Could you transcribe all of the data word for word?

Dataset entries:
-----
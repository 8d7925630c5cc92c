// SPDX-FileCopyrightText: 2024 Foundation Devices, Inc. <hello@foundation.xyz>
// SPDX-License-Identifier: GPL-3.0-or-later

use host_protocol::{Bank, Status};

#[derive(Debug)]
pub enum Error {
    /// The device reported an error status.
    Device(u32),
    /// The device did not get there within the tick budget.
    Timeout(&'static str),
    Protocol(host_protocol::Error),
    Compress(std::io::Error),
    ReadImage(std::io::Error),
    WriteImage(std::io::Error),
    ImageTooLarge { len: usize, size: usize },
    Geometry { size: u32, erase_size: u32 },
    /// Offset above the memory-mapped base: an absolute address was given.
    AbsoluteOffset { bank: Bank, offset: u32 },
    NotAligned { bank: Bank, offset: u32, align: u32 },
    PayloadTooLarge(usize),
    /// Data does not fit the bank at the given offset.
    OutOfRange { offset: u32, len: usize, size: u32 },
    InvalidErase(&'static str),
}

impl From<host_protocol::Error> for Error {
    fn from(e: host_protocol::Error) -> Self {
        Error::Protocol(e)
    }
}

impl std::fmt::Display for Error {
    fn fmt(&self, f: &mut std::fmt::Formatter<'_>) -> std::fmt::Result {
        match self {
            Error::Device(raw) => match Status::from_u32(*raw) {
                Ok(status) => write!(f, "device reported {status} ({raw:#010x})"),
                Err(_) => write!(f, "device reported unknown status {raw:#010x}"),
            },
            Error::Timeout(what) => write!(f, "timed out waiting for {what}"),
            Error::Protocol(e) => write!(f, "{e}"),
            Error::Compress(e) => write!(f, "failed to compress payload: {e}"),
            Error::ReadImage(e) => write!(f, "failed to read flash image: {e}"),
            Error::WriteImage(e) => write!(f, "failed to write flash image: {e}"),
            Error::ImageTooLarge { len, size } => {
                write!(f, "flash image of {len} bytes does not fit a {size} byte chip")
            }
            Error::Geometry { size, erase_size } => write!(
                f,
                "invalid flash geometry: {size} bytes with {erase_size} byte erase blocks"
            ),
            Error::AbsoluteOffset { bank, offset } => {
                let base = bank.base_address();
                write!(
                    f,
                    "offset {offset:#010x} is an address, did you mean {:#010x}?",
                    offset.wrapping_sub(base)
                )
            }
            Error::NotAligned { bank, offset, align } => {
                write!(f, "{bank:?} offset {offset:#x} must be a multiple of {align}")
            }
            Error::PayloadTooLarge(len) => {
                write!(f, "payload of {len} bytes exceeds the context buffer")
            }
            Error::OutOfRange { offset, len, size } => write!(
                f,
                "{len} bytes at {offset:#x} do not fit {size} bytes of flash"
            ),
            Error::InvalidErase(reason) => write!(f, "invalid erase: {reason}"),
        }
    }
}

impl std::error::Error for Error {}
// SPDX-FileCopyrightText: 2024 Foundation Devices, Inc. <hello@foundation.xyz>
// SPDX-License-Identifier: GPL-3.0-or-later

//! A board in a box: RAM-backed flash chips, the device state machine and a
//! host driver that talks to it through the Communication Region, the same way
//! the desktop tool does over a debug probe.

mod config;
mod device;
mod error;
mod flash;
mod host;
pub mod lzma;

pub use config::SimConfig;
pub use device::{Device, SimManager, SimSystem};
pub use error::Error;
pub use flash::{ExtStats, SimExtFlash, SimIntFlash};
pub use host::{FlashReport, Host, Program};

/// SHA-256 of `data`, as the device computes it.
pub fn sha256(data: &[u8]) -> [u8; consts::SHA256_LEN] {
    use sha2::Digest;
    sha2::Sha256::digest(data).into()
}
-----
_RESPONSE_:
repository 8d7925630c5cc92c
// SPDX-FileCopyrightText: 2024 Foundation Devices, Inc. <hello@foundation.xyz>
// SPDX-License-Identifier: GPL-3.0-or-later

use host_protocol::{Bank, Status};

#[derive(Debug)]
pub enum Error {
    /// The device reported an error status.
    Device(u32),
    /// The device did not get there within the tick budget.
    Timeout(&'static str),
    Protocol(host_protocol::Error),
    Compress(std::io::Error),
    ReadImage(std::io::Error),
    WriteImage(std::io::Error),
    ImageTooLarge { len: usize, size: usize },
    Geometry { size: u32, erase_size: u32 },
    /// Offset above the memory-mapped base: an absolute address was given.
    AbsoluteOffset { bank: Bank, offset: u32 },
    NotAligned { bank: Bank, offset: u32, align: u32 },
    PayloadTooLarge(usize),
    /// Data does not fit the bank at the given offset.
    OutOfRange { offset: u32, len: usize, size: u32 },
    InvalidErase(&'static str),
}

impl From<host_protocol::Error> for Error {
    fn from(e: host_protocol::Error) -> Self {
        Error::Protocol(e)
    }
}

impl std::fmt::Display for Error {
    fn fmt(&self, f: &mut std::fmt::Formatter<'_>) -> std::fmt::Result {
        match self {
            Error::Device(raw) => match Status::from_u32(*raw) {
                Ok(status) => write!(f, "device reported {status} ({raw:#010x})"),
                Err(_) => write!(f, "device reported unknown status {raw:#010x}"),
            },
            Error::Timeout(what) => write!(f, "timed out waiting for {what}"),
            Error::Protocol(e) => write!(f, "{e}"),
            Error::Compress(e) => write!(f, "failed to compress payload: {e}"),
            Error::ReadImage(e) => write!(f, "failed to read flash image: {e}"),
            Error::WriteImage(e) => write!(f, "failed to write flash image: {e}"),
            Error::ImageTooLarge { len, size } => {
                write!(f, "flash image of {len} bytes does not fit a {size} byte chip")
            }
            Error::Geometry { size, erase_size } => write!(
                f,
                "invalid flash geometry: {size} bytes with {erase_size} byte erase blocks"
            ),
            Error::AbsoluteOffset { bank, offset } => {
                let base = bank.base_address();
                write!(
                    f,
                    "offset {offset:#010x} is an address, did you mean {:#010x}?",
                    offset.wrapping_sub(base)
                )
            }
            Error::NotAligned { bank, offset, align } => {
                write!(f, "{bank:?} offset {offset:#x} must be a multiple of {align}")
            }
            Error::PayloadTooLarge(len) => {
                write!(f, "payload of {len} bytes exceeds the context buffer")
            }
            Error::OutOfRange { offset, len, size } => write!(
                f,
                "{len} bytes at {offset:#x} do not fit {size} bytes of flash"
            ),
            Error::InvalidErase(reason) => write!(f, "invalid erase: {reason}"),
        }
    }
}

impl std::error::Error for Error {}
// SPDX-FileCopyrightText: 2024 Foundation Devices, Inc. <hello@foundation.xyz>
// SPDX-License-Identifier: GPL-3.0-or-later

//! A board in a box: RAM-backed flash chips, the device state machine and a
//! host driver that talks to it through the Communication Region, the same way
//! the desktop tool does over a debug probe.

mod config;
mod device;
mod error;
mod flash;
mod host;
pub mod lzma;

pub use config::SimConfig;
pub use device::{Device, SimManager, SimSystem};
pub use error::Error;
pub use flash::{ExtStats, SimExtFlash, SimIntFlash};
pub use host::{FlashReport, Host, Program};

/// SHA-256 of `data`, as the device computes it.
pub fn sha256(data: &[u8]) -> [u8; consts::SHA256_LEN] {
    use sha2::Digest;
    sha2::Sha256::digest(data).into()
}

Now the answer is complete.